--- About this task ---
What is the number of lines in the data below that contain "false"? Reply with the number only.

BEGIN Records for processing

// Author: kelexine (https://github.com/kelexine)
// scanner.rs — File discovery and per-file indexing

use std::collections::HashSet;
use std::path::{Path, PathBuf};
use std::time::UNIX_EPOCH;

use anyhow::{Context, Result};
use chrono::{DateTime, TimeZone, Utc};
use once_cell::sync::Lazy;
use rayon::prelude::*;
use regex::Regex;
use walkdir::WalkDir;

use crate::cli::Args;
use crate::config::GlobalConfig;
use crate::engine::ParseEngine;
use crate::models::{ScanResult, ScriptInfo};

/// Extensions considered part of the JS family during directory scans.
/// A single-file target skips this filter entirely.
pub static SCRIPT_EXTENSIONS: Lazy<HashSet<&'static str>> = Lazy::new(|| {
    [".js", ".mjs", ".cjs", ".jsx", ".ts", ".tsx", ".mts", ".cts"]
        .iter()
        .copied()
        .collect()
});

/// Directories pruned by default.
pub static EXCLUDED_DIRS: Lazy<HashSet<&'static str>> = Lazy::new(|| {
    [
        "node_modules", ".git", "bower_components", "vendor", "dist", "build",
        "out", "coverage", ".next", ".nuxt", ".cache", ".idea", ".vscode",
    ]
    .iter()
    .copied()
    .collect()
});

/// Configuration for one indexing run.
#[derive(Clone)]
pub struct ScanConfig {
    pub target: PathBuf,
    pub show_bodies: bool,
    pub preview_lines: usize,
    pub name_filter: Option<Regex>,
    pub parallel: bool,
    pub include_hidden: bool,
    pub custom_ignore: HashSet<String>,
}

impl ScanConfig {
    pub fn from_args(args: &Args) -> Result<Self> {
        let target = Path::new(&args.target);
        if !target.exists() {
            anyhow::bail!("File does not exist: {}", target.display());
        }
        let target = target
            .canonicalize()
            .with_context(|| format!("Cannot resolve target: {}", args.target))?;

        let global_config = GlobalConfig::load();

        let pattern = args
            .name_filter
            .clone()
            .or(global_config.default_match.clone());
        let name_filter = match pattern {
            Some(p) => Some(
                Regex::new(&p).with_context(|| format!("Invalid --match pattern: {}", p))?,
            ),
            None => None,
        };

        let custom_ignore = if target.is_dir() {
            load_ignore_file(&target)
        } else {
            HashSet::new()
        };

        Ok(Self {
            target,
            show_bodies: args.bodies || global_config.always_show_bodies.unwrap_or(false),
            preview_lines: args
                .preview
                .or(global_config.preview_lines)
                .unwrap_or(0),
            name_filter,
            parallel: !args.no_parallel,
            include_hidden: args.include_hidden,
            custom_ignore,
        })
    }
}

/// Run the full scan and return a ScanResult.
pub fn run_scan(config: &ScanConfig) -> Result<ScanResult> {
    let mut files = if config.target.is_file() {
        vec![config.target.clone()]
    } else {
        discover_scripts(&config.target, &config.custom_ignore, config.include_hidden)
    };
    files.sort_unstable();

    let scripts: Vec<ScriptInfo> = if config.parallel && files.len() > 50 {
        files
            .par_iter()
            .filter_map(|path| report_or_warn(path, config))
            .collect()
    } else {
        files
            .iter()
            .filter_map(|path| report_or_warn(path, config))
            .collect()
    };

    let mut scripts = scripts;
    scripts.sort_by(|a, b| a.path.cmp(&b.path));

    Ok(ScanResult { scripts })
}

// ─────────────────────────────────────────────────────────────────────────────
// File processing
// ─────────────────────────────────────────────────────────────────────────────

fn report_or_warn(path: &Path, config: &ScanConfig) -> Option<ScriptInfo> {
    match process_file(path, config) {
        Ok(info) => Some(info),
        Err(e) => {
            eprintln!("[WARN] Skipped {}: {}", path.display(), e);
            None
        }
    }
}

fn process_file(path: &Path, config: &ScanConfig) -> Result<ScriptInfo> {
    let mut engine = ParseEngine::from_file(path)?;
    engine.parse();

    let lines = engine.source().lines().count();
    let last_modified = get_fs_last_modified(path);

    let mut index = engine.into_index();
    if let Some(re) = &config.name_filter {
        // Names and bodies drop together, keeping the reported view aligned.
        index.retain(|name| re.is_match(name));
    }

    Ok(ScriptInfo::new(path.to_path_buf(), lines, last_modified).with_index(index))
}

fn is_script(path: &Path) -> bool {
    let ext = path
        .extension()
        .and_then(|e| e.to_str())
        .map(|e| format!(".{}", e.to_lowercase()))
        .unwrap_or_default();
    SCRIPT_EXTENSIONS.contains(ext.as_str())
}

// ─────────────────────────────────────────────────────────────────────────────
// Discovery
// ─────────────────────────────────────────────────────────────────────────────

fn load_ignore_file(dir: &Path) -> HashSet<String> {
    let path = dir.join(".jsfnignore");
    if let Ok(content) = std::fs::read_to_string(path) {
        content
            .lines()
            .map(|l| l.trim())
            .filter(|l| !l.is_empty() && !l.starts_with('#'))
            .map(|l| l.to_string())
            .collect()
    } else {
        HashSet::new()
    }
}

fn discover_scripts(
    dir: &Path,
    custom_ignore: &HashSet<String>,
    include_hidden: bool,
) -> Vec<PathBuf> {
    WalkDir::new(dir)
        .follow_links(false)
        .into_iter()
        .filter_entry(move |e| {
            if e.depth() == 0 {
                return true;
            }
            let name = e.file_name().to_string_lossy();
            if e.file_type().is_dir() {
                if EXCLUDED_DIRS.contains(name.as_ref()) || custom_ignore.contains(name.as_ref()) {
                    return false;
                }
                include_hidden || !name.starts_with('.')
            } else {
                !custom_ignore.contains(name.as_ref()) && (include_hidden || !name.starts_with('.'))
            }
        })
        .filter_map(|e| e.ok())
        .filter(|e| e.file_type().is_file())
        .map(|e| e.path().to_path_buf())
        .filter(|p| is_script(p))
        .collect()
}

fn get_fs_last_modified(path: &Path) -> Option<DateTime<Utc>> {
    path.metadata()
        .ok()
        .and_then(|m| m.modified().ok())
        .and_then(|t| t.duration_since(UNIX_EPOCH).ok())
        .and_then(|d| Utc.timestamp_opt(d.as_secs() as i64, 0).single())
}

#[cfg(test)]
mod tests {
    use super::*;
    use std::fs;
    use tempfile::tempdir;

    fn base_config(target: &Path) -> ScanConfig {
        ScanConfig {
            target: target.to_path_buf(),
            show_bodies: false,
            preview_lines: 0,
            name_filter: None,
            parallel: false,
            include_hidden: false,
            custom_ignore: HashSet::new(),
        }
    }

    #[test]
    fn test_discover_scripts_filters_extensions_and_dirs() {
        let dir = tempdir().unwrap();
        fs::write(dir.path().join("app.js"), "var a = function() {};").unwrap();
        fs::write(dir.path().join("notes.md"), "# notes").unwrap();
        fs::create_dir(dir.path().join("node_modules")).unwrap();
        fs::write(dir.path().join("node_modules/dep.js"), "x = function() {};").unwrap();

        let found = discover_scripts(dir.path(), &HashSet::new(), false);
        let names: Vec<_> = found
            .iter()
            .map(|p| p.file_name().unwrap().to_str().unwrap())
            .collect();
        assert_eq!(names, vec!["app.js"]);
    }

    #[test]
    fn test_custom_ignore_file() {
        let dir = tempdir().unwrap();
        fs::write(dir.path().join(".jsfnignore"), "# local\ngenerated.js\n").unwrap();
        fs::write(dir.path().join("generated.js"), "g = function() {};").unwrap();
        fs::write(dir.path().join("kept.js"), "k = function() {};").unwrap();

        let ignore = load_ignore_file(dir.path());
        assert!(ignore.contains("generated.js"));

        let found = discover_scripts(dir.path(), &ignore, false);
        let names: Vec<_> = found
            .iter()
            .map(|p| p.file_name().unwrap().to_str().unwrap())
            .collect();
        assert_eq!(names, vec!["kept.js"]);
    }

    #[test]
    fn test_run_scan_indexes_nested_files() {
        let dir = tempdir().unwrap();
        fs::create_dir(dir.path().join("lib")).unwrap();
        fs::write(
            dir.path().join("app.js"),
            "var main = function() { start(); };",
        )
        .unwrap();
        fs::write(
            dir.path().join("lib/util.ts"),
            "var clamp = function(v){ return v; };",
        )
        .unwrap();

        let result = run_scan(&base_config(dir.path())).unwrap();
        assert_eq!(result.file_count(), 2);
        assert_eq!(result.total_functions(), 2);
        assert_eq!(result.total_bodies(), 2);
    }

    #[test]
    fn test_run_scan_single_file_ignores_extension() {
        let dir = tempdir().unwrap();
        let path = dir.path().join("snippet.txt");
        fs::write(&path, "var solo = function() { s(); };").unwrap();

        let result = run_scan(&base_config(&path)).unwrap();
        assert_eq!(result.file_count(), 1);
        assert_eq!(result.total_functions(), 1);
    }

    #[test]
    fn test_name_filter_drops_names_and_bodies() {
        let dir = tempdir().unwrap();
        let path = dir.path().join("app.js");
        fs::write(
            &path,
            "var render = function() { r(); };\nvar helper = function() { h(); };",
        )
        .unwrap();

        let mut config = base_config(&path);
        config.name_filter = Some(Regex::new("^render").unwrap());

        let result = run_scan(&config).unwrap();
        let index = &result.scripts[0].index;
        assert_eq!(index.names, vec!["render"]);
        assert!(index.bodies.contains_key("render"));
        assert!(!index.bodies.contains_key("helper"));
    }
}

END Records for processing

--- Task result ---
8